Books Do Furnish a Room - Anthony Powell [34]
‘Fritz, mein Mann, sagen Sie bitte der Frau Gräfin, dass Wir jetzt abfahren.’
‘Sofort, Herr Oberst.’
Pamela was prepared to submit to no such delays. ‘I’m going at once – I must. I’m feeling ghastly again.’
‘All right, dearest. You go on. I’ll follow – the rest of us will. I can’t leave without obtaining that paper.’
Widmerpool looked about him desperately. Marriage had greatly reduced his self-assurance. Then a plan suggested itself.

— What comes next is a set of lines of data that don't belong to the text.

use std::fs;

use habit_core::calendar::DayCell;
use habit_core::clock::FixedClock;
use habit_core::date::parse_date;
use habit_core::store::{HabitStore, JsonFileStore};
use habit_core::{Frequency, HabitFormData, HabitService, ToggleOutcome};
use tempfile::tempdir;

const DB_FIXTURE: &str = r##"{
  "habits": [
    {
      "id": "1",
      "name": "Drink Water",
      "description": "Stay hydrated",
      "streak": 12,
      "longestStreak": 15,
      "completedToday": true,
      "color": "#00D4AA",
      "icon": "💧",
      "completedDates": ["2025-06-20", "2025-06-21", "2025-06-22"],
      "frequency": "day",
      "goal": 8,
      "unit": "cup"
    },
    {
      "id": "2",
      "name": "Gym",
      "description": "",
      "streak": 0,
      "longestStreak": 0,
      "completedToday": false,
      "completedDates": [],
      "frequency": "week",
      "goal": 3
    }
  ]
}
"##;

#[test]
fn toggles_survive_a_restart() {
    let temp = tempdir().expect("tempdir");
    let path = temp.path().join("db.json");
    fs::write(&path, DB_FIXTURE).expect("write fixture");
    let clock = FixedClock(parse_date("2025-06-23").expect("date"));

    let service = HabitService::builder()
        .with_store(JsonFileStore::open(&path).expect("open store"))
        .with_clock(clock)
        .build()
        .expect("build service");

    let habits = service.habits();
    assert_eq!(habits.len(), 2);
    let water = &habits[0];
    assert_eq!(water.streak, 3, "stale stored streak is recomputed");
    assert!(!water.completed_today);
    assert_eq!(water.longest_streak, 15);
    assert_eq!(water.goal_label(), "cups per day");

    let (water, outcome) = service
        .toggle_today(&water.id)
        .expect("toggle today");
    assert_eq!(outcome, ToggleOutcome::Completed);
    assert_eq!(water.streak, 4);

    let created = service
        .create_habit(
            HabitFormData::new("Read")
                .with_frequency(Frequency::Month)
                .with_unit("book"),
        )
        .expect("create habit");
    assert_eq!(created.id.as_str(), "3");
    assert_eq!(created.goal, 8);

    let (_, ignored) = service
        .toggle_completion(&created.id, "2025-06-24")
        .expect("future toggle");
    assert_eq!(ignored, ToggleOutcome::IgnoredFuture);

    let stats = service.stats();
    assert_eq!(stats.total, 3);
    assert_eq!(stats.completed_today, 1);
    assert_eq!(stats.overall_progress, 33);

    drop(service);
    let reopened = JsonFileStore::open(&path).expect("reopen store");
    let stored = reopened.list().expect("list");
    assert_eq!(stored.len(), 3);
    assert_eq!(stored[0].name, "Read");
    let water = stored
        .iter()
        .find(|habit| habit.name == "Drink Water")
        .expect("water stored");
    assert!(water.completed_dates.contains(&parse_date("2025-06-23").unwrap()));
    assert_eq!(water.icon.as_deref(), Some("💧"));

    let restarted = HabitService::builder()
        .with_store(reopened)
        .with_clock(clock)
        .build()
        .expect("rebuild service");
    let cells = restarted
        .month_cells(&water.id, 2025, 6)
        .expect("month cells");
    let completed_days: Vec<u32> = cells
        .iter()
        .filter_map(|cell| match cell {
            DayCell::Day {
                completed: true, ..
            } => cell.day_of_month(),
            _ => None,
        })
        .collect();
    assert_eq!(completed_days, vec![20, 21, 22, 23]);
}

‘Nick, do very kindly escort Pam to the door. She’s not feeling quite herself, a slight recurrence of what she went through earlier. Those passages are rather complicated, as I remember from arriving. Your sister-in-law’s looking for a document I need. I must stay for that, and to thank her for her hospitality.’
Pamela had certainly gone very white again. She looked as if she might be going to faint. Her withdrawal from church, in the light of previous behaviour likely to be prompted by sheer perversity, now took on a more excusable aspect. That she was genuinely feeling ill was confirmed by the way she agreed without argument to the suggested compromise. We at once set off down the stairs together, Pamela bidding no one goodbye.
‘Is the taxi outside?’
‘Parked in the yard.’
‘Your coat?’
‘Lying on some of that junk by the door.’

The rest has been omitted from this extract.